WHAT IS BEING ASKED
Do any lines in the data below contain "cloned"? If so, copy every one of them.

DATA LISTING
·····

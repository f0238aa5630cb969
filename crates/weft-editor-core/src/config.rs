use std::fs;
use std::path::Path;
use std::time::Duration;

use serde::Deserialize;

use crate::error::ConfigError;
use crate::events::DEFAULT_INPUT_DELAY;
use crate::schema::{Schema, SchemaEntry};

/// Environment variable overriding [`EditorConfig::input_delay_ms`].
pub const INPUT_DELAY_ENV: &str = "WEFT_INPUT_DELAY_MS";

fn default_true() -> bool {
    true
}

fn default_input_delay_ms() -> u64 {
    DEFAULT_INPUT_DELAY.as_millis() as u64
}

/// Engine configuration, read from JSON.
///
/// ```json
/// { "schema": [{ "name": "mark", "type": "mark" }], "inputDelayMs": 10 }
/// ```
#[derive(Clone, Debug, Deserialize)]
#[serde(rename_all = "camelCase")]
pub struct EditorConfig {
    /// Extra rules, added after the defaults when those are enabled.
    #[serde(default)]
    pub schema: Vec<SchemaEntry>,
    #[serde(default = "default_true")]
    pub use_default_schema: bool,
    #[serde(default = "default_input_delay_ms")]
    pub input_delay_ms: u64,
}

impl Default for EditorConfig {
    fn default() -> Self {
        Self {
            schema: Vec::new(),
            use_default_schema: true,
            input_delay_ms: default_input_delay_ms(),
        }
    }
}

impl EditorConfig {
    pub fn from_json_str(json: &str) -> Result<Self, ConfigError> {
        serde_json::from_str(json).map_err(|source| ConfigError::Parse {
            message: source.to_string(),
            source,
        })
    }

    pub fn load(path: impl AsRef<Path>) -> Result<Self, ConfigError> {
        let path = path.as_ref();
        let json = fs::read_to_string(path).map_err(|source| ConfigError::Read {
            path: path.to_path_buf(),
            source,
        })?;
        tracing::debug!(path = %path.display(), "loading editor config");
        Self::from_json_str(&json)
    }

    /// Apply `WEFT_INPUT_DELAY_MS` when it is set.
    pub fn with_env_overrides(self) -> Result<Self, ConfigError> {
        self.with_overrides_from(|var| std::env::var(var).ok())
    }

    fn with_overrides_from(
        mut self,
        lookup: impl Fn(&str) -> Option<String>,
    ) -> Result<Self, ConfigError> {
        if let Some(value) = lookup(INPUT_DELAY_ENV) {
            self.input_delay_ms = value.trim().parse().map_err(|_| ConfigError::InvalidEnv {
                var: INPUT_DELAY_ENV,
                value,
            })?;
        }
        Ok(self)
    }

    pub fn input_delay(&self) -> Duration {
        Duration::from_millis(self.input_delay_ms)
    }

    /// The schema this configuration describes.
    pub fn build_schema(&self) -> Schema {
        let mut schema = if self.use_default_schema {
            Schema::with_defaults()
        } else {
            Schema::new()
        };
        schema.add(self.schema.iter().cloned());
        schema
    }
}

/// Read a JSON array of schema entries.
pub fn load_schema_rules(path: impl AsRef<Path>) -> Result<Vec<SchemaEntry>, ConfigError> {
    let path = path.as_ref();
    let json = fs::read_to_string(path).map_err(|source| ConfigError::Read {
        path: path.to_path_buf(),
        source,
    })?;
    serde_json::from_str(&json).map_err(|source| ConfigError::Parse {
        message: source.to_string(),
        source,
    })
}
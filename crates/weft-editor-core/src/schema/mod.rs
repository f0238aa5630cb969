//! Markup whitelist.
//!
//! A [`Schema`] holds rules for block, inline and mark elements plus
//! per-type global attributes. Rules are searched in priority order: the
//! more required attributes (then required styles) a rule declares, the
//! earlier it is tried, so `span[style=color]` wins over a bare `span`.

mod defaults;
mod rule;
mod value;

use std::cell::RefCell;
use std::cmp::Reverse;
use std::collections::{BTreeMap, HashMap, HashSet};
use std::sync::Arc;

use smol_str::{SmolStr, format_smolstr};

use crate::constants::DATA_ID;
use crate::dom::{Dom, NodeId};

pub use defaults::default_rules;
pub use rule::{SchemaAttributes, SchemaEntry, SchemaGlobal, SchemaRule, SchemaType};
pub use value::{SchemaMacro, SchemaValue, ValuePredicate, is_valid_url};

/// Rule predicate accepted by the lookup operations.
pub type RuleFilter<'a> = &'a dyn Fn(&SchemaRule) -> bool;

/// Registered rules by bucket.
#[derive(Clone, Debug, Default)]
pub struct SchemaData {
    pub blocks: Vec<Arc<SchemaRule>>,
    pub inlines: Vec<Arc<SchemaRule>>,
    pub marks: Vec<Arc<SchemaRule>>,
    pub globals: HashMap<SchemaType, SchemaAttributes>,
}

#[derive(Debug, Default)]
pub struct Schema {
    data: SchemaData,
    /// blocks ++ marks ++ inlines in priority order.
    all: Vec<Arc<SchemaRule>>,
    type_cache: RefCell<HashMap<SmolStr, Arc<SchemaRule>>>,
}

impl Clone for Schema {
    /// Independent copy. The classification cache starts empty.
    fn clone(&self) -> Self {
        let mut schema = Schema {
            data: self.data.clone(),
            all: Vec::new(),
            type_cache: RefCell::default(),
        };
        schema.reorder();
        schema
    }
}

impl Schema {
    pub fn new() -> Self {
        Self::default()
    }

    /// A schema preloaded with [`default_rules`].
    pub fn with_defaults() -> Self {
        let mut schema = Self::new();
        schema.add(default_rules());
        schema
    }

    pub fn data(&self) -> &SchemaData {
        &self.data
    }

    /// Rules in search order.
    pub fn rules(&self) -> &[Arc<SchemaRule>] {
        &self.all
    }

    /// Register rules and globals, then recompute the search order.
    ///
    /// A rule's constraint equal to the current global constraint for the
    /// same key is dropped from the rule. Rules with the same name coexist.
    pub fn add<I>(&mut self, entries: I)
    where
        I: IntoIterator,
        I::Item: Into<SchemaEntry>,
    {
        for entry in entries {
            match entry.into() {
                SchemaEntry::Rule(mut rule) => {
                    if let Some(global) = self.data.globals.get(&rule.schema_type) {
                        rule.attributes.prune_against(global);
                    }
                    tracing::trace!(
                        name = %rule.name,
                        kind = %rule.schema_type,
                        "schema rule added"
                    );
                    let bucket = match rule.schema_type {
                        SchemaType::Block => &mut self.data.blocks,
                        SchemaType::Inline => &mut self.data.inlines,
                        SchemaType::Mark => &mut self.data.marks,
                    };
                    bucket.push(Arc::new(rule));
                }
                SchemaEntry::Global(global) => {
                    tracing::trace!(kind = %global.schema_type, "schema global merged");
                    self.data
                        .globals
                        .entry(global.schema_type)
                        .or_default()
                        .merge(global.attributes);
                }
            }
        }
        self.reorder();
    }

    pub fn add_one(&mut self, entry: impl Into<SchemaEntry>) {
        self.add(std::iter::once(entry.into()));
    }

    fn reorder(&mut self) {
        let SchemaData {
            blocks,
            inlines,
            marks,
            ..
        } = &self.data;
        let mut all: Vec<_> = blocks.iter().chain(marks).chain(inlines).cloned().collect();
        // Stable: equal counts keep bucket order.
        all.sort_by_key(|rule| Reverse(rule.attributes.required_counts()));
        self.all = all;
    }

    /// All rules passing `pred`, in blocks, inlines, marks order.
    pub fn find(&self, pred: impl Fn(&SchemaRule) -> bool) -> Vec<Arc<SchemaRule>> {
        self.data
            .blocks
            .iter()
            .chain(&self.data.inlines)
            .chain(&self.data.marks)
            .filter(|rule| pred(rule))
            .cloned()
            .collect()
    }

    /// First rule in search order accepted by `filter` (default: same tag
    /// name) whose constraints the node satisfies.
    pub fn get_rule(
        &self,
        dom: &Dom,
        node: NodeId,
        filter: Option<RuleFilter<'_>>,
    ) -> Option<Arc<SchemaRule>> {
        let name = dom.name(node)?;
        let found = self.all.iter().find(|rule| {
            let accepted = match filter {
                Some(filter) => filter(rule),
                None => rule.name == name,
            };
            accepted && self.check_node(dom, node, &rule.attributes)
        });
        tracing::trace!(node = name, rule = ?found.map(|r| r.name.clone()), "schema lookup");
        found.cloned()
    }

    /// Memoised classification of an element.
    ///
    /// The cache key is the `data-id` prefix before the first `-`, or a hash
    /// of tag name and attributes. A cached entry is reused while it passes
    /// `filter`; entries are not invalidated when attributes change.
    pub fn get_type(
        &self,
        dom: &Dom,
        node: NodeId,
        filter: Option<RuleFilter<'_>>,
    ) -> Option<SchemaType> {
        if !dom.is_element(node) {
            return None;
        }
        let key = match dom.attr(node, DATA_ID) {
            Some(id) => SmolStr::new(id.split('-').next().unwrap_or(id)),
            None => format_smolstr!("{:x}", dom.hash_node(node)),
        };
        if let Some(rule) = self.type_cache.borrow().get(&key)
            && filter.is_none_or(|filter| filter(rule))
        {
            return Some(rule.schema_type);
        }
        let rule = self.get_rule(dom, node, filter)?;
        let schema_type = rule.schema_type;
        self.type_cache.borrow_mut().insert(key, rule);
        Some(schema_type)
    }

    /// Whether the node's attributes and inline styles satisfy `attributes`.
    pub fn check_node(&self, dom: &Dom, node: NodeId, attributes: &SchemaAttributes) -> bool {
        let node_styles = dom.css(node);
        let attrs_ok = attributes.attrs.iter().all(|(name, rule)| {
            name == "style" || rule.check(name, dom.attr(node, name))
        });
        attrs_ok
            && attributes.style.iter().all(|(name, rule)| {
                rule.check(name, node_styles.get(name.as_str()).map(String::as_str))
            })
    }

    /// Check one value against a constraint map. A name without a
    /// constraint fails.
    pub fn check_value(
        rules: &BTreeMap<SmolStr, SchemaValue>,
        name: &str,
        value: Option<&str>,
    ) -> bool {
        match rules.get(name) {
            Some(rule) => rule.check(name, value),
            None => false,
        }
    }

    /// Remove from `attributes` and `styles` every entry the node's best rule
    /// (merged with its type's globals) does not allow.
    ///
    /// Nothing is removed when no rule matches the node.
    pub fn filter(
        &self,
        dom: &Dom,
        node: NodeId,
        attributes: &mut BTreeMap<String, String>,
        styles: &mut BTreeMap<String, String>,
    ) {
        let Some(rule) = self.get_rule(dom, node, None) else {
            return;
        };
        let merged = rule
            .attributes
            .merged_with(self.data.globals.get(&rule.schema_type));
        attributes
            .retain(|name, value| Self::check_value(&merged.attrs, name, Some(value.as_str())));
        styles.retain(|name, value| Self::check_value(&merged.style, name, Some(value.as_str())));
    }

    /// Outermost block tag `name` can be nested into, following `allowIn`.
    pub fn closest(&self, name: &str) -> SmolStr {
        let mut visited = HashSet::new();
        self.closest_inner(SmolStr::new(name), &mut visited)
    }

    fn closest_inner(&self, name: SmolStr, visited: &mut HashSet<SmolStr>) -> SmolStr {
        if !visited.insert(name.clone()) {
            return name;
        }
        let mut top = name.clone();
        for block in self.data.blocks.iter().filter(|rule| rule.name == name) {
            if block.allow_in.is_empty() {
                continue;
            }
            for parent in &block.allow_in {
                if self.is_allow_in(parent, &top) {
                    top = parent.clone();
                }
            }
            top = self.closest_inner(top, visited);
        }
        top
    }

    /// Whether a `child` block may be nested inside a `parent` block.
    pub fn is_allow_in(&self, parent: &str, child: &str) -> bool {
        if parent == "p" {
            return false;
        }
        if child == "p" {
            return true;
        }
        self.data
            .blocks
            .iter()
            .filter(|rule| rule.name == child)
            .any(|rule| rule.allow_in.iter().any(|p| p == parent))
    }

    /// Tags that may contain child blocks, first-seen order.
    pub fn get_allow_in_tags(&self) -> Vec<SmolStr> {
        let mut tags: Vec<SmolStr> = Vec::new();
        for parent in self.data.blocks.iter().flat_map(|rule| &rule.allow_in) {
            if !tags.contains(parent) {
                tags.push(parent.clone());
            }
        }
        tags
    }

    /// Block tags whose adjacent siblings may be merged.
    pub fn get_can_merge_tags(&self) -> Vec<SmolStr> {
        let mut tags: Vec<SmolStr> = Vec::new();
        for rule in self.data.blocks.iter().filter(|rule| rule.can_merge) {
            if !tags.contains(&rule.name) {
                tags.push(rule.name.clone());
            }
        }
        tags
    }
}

·····

COMPLETED EXERCISE
        schema.add(self.schema.iter().cloned());
        let mut all: Vec<_> = blocks.iter().chain(marks).chain(inlines).cloned().collect();
            .cloned()
        found.cloned()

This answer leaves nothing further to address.